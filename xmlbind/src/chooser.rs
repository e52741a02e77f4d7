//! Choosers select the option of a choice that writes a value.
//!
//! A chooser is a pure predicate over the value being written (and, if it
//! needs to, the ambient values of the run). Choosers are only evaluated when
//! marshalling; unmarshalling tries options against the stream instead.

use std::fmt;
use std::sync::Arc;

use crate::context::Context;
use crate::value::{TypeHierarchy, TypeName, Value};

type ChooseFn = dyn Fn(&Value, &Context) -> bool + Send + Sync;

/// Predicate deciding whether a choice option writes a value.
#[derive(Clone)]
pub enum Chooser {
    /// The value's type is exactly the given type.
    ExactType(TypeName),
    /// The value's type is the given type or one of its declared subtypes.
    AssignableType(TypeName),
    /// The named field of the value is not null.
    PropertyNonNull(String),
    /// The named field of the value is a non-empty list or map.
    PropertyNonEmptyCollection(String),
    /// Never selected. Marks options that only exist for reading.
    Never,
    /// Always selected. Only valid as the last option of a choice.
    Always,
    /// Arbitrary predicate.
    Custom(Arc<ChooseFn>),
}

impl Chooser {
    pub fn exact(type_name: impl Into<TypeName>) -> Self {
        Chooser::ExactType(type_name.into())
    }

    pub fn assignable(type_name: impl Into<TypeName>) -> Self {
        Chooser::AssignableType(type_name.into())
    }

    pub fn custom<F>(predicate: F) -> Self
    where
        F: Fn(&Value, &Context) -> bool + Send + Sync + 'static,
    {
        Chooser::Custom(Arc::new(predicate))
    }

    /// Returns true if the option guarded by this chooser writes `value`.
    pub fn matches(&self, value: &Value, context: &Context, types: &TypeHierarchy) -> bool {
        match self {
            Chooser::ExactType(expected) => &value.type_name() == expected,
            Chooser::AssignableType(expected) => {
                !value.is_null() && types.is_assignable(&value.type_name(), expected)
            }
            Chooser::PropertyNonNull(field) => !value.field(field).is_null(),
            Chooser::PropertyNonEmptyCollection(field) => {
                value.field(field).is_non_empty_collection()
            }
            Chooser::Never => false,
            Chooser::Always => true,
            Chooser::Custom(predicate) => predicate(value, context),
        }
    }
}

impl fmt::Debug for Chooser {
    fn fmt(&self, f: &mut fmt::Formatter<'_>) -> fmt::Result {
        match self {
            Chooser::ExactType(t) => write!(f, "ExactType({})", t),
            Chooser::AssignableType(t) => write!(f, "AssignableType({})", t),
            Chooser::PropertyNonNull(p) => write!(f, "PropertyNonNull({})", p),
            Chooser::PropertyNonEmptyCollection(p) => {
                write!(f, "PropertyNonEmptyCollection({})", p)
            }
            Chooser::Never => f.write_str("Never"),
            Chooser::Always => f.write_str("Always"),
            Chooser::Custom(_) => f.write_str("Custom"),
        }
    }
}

-*-*-

In how many lines of the records does the string "field" occur? Answer with the number alone.

### Solution to this problem
5